Transcribe every entry exactly, with nothing added or left out.
──────── Dataset records
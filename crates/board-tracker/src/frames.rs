//! `image` crate interop: PNG frames in, annotated PNGs and renders out.

use crate::coordinator::FrameSource;
use board_tracker_core::{ColorImageMut, ColorImageView, GrayImage, PixelFormat};
use log::warn;
use std::path::{Path, PathBuf};

/// Borrow an `image::RgbImage` as a frame.
pub fn rgb_view(img: &::image::RgbImage) -> ColorImageView<'_> {
    ColorImageView {
        width: img.width() as usize,
        height: img.height() as usize,
        format: PixelFormat::Rgb8,
        data: img.as_raw(),
    }
}

/// Borrow an `image::RgbImage` as an overlay target.
pub fn rgb_view_mut(img: &mut ::image::RgbImage) -> ColorImageMut<'_> {
    let (width, height) = (img.width() as usize, img.height() as usize);
    ColorImageMut {
        width,
        height,
        format: PixelFormat::Rgb8,
        data: img,
    }
}

/// Copy a gray buffer into an `image::GrayImage`.
pub fn to_luma_image(gray: &GrayImage) -> ::image::GrayImage {
    ::image::GrayImage::from_fn(gray.width as u32, gray.height as u32, |x, y| {
        ::image::Luma([gray.get(x as usize, y as usize)])
    })
}

/// Load any supported image file as RGB.
pub fn load_rgb(path: impl AsRef<Path>) -> Result<::image::RgbImage, ::image::ImageError> {
    Ok(::image::open(path)?.to_rgb8())
}

/// Frames read one by one from image files.
///
/// A file that fails to load yields no frame for that tick.
#[derive(Debug)]
pub struct ImageFileSource {
    paths: Vec<PathBuf>,
    next: usize,
    current: Option<::image::RgbImage>,
}

impl ImageFileSource {
    pub fn new(paths: Vec<PathBuf>) -> Self {
        Self {
            paths,
            next: 0,
            current: None,
        }
    }

    #[inline]
    pub fn remaining(&self) -> usize {
        self.paths.len().saturating_sub(self.next)
    }

    /// The frame returned by the last call to [`FrameSource::frame`].
    pub fn current(&self) -> Option<&::image::RgbImage> {
        self.current.as_ref()
    }
}

impl FrameSource for ImageFileSource {
    fn frame(&mut self) -> Option<ColorImageView<'_>> {
        let path = self.paths.get(self.next)?;
        self.next += 1;
        self.current = match load_rgb(path) {
            Ok(img) => Some(img),
            Err(e) => {
                warn!("failed to load {}: {e}", path.display());
                None
            }
        };
        self.current.as_ref().map(rgb_view)
    }
}

#[cfg(test)]
mod tests {
    use super::*;

    #[test]
    fn views_share_layout_with_the_image() {
        let mut img = ::image::RgbImage::from_pixel(3, 2, ::image::Rgb([10, 20, 30]));
        let view = rgb_view(&img);
        assert_eq!((view.width, view.height), (3, 2));
        assert_eq!(view.luma_at(2, 1), PixelFormat::Rgb8.luma(&[10, 20, 30]));

        rgb_view_mut(&mut img).put_pixel(0, 0, [1, 2, 3]);
        assert_eq!(img.get_pixel(0, 0).0, [1, 2, 3]);
    }

    #[test]
    fn missing_files_yield_no_frame() {
        let mut src = ImageFileSource::new(vec![PathBuf::from("/definitely/not/here.png")]);
        assert_eq!(src.remaining(), 1);
        assert!(src.frame().is_none());
        assert_eq!(src.remaining(), 0);
        assert!(src.frame().is_none());
    }

    #[test]
    fn gray_buffers_convert() {
        let mut gray = GrayImage::new(2, 2);
        gray.set(1, 0, 200);
        let img = to_luma_image(&gray);
        assert_eq!(img.get_pixel(1, 0).0, [200]);
    }
}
────────────────
* _Result below_:
filename crates/board-tracker/src/frames.rs
//! `image` crate interop: PNG frames in, annotated PNGs and renders out.

use crate::coordinator::FrameSource;
use board_tracker_core::{ColorImageMut, ColorImageView, GrayImage, PixelFormat};
use log::warn;
use std::path::{Path, PathBuf};

/// Borrow an `image::RgbImage` as a frame.
pub fn rgb_view(img: &::image::RgbImage) -> ColorImageView<'_> {
    ColorImageView {
        width: img.width() as usize,
        height: img.height() as usize,
        format: PixelFormat::Rgb8,
        data: img.as_raw(),
    }
}

/// Borrow an `image::RgbImage` as an overlay target.
pub fn rgb_view_mut(img: &mut ::image::RgbImage) -> ColorImageMut<'_> {
    let (width, height) = (img.width() as usize, img.height() as usize);
    ColorImageMut {
        width,
        height,
        format: PixelFormat::Rgb8,
        data: img,
    }
}

/// Copy a gray buffer into an `image::GrayImage`.
pub fn to_luma_image(gray: &GrayImage) -> ::image::GrayImage {
    ::image::GrayImage::from_fn(gray.width as u32, gray.height as u32, |x, y| {
        ::image::Luma([gray.get(x as usize, y as usize)])
    })
}

/// Load any supported image file as RGB.
pub fn load_rgb(path: impl AsRef<Path>) -> Result<::image::RgbImage, ::image::ImageError> {
    Ok(::image::open(path)?.to_rgb8())
}

/// Frames read one by one from image files.
///
/// A file that fails to load yields no frame for that tick.
#[derive(Debug)]
pub struct ImageFileSource {
    paths: Vec<PathBuf>,
    next: usize,
    current: Option<::image::RgbImage>,
}

impl ImageFileSource {
    pub fn new(paths: Vec<PathBuf>) -> Self {
        Self {
            paths,
            next: 0,
            current: None,
        }
    }

    #[inline]
    pub fn remaining(&self) -> usize {
        self.paths.len().saturating_sub(self.next)
    }

    /// The frame returned by the last call to [`FrameSource::frame`].
    pub fn current(&self) -> Option<&::image::RgbImage> {
        self.current.as_ref()
    }
}

impl FrameSource for ImageFileSource {
    fn frame(&mut self) -> Option<ColorImageView<'_>> {
        let path = self.paths.get(self.next)?;
        self.next += 1;
        self.current = match load_rgb(path) {
            Ok(img) => Some(img),
            Err(e) => {
                warn!("failed to load {}: {e}", path.display());
                None
            }
        };
        self.current.as_ref().map(rgb_view)
    }
}

#[cfg(test)]
mod tests {
    use super::*;

    #[test]
    fn views_share_layout_with_the_image() {
        let mut img = ::image::RgbImage::from_pixel(3, 2, ::image::Rgb([10, 20, 30]));
        let view = rgb_view(&img);
        assert_eq!((view.width, view.height), (3, 2));
        assert_eq!(view.luma_at(2, 1), PixelFormat::Rgb8.luma(&[10, 20, 30]));

        rgb_view_mut(&mut img).put_pixel(0, 0, [1, 2, 3]);
        assert_eq!(img.get_pixel(0, 0).0, [1, 2, 3]);
    }

    #[test]
    fn missing_files_yield_no_frame() {
        let mut src = ImageFileSource::new(vec![PathBuf::from("/definitely/not/here.png")]);
        assert_eq!(src.remaining(), 1);
        assert!(src.frame().is_none());
        assert_eq!(src.remaining(), 0);
        assert!(src.frame().is_none());
    }

    #[test]
    fn gray_buffers_convert() {
        let mut gray = GrayImage::new(2, 2);
        gray.set(1, 0, 200);
        let img = to_luma_image(&gray);
        assert_eq!(img.get_pixel(1, 0).0, [200]);
    }
}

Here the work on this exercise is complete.